Fest steht: Patientendaten dürfen nur verschlüsselt elektronisch übermittelt werden. Zudem sind die Daten nicht nur gegen Ausspähen, sondern auch gegen Verlust zu schützen. Ein ständiges Back-up einzurichten, ist daher unerlässlich.
Praxishinweis: Ob die Verbindung eine gesicherte SSL-Verbindung ist, können Sie mittels der Adresszeile des Browsers prüfen: Der verschlüsselte Aufruf ist erkennbar an der Angabe „https“. Wenn nur „http“ dort steht, ist kein SSL-Zertifikat vorhanden.
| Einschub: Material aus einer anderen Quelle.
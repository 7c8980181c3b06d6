//! TOML configuration for the interactive calculator.
//!
//! Every key is optional; command-line flags override the file and the
//! file overrides the built-in defaults.

use std::path::{Path, PathBuf};

use anyhow::{Context, Result};
use serde::Deserialize;
use xafsprep::SessionSettings;

/// Config file picked up from the working directory when `--config` is not given.
pub const DEFAULT_CONFIG_FILE: &str = "xafsprep.toml";

/// Compiled table written by `xafsprep-generate` with its default arguments.
pub const DEFAULT_TABLE: &str = "data/elam.bin.zst";

#[derive(Debug, Default, Deserialize, PartialEq)]
#[serde(default, deny_unknown_fields)]
pub struct FileConfig {
    /// Compiled `.bin.zst` table or raw Elam `.dat` file.
    pub table: Option<PathBuf>,
    pub samples_dir: Option<PathBuf>,
    pub cancel_word: Option<String>,
}

/// Overrides taken from the command line.
#[derive(Debug, Default)]
pub struct Overrides {
    pub table: Option<PathBuf>,
    pub samples_dir: Option<PathBuf>,
}

#[derive(Debug, PartialEq)]
pub struct Settings {
    pub table: PathBuf,
    pub session: SessionSettings,
}

pub fn load_config(path: &Path) -> Result<FileConfig> {
    let text = std::fs::read_to_string(path)
        .with_context(|| format!("failed to read config {}", path.display()))?;
    parse_config(&text).with_context(|| format!("invalid config {}", path.display()))
}

pub fn parse_config(text: &str) -> Result<FileConfig> {
    Ok(toml::from_str(text)?)
}

/// Read `explicit` if given, else the default file if present, else nothing.
pub fn discover(explicit: Option<&Path>) -> Result<FileConfig> {
    match explicit {
        Some(path) => load_config(path),
        None => {
            let default = Path::new(DEFAULT_CONFIG_FILE);
            if default.is_file() {
                load_config(default)
            } else {
                Ok(FileConfig::default())
            }
        }
    }
}

pub fn resolve(file: FileConfig, overrides: Overrides) -> Settings {
    let defaults = SessionSettings::default();
    Settings {
        table: overrides
            .table
            .or(file.table)
            .unwrap_or_else(|| PathBuf::from(DEFAULT_TABLE)),
        session: SessionSettings {
            samples_dir: overrides
                .samples_dir
                .or(file.samples_dir)
                .unwrap_or(defaults.samples_dir),
            cancel_word: file.cancel_word.unwrap_or(defaults.cancel_word),
        },
    }
}
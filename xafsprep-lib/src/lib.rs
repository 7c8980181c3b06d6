pub mod constants;
pub mod elam;
pub mod error;
pub mod provider;
pub mod registry;
pub mod report;
pub mod sample;
pub mod session;
pub mod spline;

pub use elam::ElamTable;
pub use error::{LookupError, PrepError, Result, TableLoadError};
pub use provider::{CrossSectionData, CrossSectionProvider};
pub use registry::SampleRegistry;
pub use report::{PelletReport, SampleReport};
pub use sample::{Constituent, Pellet, Sample};
pub use session::{Console, Session, SessionSettings, SessionState};
pub use xafsprep_data;
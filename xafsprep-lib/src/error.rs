use thiserror::Error;

/// Failure reported by a cross-section provider for a single lookup.
#[derive(Debug, Clone, PartialEq, Error)]
pub enum LookupError {
    #[error("unknown element: {0}")]
    UnknownElement(String),
    #[error("energy {energy_kev} keV out of range [{min_kev}, {max_kev}] keV")]
    EnergyOutOfRange {
        energy_kev: f64,
        min_kev: f64,
        max_kev: f64,
    },
    #[error("table error: {0}")]
    TableError(String),
}

/// Failure loading a cross-section table from disk or from a blob.
#[derive(Debug, Error)]
pub enum TableLoadError {
    #[error("failed to read table {path}: {source}")]
    Read {
        path: String,
        #[source]
        source: std::io::Error,
    },
    #[error(transparent)]
    Parse(#[from] xafsprep_data::ParseError),
    #[error("failed to decompress table: {0}")]
    Decompress(String),
    #[error("failed to decode table: {0}")]
    Decode(String),
}

#[derive(Debug, Error)]
pub enum PrepError {
    #[error("no samples have been created yet")]
    NoSamples,
    #[error("no sample with ID {id} (valid IDs are 0..{len})")]
    InvalidId { id: usize, len: usize },
    #[error("bad command name '{0}'")]
    BadCommand(String),
    #[error("bad subcommand '{0}' under command 'sample'")]
    BadSubcommand(String),
    #[error("{0}")]
    Validation(String),
    #[error("density has not been set for sample '{0}'")]
    MissingDensity(String),
    #[error("invalid computation: {0}")]
    InvalidComputation(String),
    #[error("cross-section lookup failed for '{element}': {source}")]
    Provider {
        element: String,
        #[source]
        source: LookupError,
    },
    #[error("command cancelled")]
    Cancelled,
    #[error("end of input")]
    EndOfInput,
    #[error(transparent)]
    Io(#[from] std::io::Error),
}

pub type Result<T> = std::result::Result<T, PrepError>;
Gibt man zur Überprüfung „https“ in die Browserleiste ein und es gibt kein SSL-Zertifikat, erscheint eine Fehlermeldung. Zudem erscheint bei einem SSL-Zertifikat neben der Adressleiste des Webbrowsers ein „Schloss-Symbol“. Mit einem Klick darauf erhalten Sie detaillierte Informationen über das verwendete SSL-Zertifikat und den Betreiber der Webseite. Die Adressleiste des Webbrowsers färbt sich dann (teilweise) grün.

 Darf ich als leitende Praxis- oder Personalmanagerin die Position der Datenschutzbeauftragten übernehmen?

 Unter anderem folgende Mitarbeiter sollten nicht als Datenschutzbeauftragte benannt werden: Geschäftsführer, Personalleiter, Leiter IT. Da die Aufsichtsbehörden einen Interessenkonflikt sehen könnten, sollte sich der Praxisinhaber auch nicht selbst als Datenschutzbeauftragter benennen. Dies ergibt sich aus Art. 37 Abs. 6 DSGVO in Verbindung mit § 38 BDSG, die eindeutig von einem Beschäftigungsverhältnis oder Dienstleistungsvertrag zum Verantwortlichen ausgehen.
Praxishinweis: Benennen Sie einen Internetaffinen Mitarbeiter in Ihrer Zahnarztpraxis.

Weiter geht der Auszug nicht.